## The task
Once a line is found to contain "PushListener", copy it out of the listing.

## Input data

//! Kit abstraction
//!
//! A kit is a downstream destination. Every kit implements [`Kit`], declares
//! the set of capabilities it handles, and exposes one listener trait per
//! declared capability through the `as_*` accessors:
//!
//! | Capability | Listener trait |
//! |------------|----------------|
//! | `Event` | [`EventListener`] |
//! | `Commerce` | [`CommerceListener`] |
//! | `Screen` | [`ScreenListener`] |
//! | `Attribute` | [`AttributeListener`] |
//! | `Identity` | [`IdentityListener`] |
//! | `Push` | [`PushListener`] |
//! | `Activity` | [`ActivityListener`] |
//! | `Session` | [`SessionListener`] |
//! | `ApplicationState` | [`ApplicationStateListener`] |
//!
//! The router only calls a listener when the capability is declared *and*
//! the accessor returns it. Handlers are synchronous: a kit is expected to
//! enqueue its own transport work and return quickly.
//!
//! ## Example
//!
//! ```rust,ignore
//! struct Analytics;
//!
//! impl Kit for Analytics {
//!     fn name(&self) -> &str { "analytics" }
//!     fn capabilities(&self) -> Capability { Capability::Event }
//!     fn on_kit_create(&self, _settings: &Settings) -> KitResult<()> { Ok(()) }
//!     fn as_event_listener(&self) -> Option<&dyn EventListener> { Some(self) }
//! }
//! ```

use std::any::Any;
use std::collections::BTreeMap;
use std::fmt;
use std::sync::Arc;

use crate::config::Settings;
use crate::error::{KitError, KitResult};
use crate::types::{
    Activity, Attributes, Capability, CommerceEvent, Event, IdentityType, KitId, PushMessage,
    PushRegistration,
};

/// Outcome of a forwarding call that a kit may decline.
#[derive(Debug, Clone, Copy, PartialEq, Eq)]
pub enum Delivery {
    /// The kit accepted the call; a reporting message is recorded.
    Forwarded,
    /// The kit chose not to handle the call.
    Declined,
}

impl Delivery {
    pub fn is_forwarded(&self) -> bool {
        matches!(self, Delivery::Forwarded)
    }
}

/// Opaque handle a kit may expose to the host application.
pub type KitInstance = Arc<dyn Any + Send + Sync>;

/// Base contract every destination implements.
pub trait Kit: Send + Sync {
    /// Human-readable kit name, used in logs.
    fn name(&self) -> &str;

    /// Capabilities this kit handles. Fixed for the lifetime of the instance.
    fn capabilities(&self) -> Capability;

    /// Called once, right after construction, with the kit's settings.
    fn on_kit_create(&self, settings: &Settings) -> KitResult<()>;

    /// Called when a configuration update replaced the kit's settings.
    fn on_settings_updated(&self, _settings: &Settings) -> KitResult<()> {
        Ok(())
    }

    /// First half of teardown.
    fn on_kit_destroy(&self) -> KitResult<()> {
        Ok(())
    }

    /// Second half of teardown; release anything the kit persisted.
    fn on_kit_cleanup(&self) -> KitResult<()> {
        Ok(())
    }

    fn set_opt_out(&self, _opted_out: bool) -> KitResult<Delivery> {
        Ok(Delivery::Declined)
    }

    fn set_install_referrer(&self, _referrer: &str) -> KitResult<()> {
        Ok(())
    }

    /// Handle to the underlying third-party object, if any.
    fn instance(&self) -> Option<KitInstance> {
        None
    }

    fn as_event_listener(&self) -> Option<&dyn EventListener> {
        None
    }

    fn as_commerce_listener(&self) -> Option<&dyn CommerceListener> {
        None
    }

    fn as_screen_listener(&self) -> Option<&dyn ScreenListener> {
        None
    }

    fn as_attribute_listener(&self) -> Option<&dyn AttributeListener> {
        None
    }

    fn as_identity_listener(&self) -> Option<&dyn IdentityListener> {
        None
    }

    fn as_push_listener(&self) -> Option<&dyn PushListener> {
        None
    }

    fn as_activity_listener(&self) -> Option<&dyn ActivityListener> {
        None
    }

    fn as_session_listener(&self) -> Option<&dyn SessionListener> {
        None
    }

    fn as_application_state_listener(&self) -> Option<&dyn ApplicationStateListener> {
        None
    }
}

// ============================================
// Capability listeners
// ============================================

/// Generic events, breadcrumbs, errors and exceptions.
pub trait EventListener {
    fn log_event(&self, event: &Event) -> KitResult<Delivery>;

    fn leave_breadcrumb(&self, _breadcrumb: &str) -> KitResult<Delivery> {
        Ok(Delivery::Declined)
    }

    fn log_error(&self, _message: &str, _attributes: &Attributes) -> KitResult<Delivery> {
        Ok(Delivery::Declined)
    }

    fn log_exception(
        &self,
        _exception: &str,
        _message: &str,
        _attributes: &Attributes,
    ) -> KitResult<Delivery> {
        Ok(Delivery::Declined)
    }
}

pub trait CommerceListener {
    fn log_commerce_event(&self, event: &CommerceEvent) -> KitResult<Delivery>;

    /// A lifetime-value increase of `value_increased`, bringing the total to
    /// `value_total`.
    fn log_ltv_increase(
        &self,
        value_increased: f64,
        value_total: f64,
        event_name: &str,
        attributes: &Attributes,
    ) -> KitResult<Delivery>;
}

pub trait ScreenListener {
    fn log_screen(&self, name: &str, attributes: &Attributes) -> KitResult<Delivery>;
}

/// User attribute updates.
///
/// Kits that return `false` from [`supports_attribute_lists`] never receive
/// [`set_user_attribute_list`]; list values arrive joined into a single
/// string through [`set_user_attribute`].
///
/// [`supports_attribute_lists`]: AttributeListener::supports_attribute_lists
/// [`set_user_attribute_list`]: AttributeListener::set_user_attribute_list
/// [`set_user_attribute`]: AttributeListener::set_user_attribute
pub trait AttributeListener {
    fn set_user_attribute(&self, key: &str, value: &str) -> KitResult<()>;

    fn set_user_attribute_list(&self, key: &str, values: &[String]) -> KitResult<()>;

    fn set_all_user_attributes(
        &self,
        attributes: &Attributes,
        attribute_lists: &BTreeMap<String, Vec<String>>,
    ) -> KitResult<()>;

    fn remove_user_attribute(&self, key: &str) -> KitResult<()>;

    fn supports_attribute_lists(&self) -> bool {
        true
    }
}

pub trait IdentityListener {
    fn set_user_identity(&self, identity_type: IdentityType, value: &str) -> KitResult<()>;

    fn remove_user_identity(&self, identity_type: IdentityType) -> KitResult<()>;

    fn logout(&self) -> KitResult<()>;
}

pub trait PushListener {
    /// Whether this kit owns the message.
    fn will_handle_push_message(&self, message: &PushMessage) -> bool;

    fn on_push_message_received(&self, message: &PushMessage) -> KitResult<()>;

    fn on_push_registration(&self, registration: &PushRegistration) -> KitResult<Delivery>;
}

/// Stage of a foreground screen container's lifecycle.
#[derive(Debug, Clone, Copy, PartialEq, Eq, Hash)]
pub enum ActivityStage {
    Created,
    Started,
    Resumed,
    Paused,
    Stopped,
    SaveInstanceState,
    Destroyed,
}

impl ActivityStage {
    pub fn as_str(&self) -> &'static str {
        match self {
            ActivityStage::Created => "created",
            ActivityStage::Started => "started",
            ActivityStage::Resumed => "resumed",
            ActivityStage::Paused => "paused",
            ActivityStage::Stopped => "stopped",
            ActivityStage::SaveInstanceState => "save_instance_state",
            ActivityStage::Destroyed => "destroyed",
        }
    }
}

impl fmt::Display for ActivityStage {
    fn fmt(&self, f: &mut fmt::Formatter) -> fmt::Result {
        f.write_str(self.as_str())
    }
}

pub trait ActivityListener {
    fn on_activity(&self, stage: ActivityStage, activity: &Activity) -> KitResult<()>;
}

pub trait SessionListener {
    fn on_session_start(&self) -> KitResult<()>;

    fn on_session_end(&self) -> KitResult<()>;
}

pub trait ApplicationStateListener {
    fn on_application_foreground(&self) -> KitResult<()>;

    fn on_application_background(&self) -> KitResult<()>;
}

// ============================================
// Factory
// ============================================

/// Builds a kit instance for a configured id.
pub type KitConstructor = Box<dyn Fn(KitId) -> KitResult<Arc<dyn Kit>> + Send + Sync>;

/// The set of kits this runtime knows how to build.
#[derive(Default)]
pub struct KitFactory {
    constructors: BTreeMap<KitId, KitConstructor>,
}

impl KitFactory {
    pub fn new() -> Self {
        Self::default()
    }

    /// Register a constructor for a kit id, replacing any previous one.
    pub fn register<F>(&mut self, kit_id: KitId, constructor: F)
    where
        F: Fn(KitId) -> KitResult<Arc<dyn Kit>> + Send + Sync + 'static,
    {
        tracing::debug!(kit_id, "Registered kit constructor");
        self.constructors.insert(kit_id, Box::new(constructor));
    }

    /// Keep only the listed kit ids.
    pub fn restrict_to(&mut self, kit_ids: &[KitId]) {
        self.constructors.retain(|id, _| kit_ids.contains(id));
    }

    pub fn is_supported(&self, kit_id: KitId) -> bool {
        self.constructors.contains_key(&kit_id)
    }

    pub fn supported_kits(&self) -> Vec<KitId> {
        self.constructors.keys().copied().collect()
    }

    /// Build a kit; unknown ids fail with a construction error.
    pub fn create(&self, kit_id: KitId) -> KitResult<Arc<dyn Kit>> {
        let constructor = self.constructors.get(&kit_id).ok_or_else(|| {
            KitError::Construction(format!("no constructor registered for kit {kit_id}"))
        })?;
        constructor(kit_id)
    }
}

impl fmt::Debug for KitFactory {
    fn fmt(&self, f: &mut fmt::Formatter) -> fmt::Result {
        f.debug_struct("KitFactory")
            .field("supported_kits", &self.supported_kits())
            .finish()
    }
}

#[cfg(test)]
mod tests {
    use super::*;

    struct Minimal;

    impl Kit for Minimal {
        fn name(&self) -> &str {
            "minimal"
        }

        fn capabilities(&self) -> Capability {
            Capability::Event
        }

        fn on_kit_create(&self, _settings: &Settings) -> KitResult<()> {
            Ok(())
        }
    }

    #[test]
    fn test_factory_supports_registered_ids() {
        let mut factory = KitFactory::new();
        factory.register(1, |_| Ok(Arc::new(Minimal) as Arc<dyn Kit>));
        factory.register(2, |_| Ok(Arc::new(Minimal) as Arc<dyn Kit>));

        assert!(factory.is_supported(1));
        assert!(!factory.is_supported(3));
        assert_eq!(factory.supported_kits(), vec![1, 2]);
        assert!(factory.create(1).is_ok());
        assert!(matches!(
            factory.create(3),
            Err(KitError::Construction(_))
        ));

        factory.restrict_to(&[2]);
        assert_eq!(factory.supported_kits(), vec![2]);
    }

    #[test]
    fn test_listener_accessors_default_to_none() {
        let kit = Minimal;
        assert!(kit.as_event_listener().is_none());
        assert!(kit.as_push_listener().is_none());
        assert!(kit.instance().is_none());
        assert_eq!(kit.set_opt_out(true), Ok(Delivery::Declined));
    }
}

## Exercise response
//! | `Push` | [`PushListener`] |
    fn as_push_listener(&self) -> Option<&dyn PushListener> {
pub trait PushListener {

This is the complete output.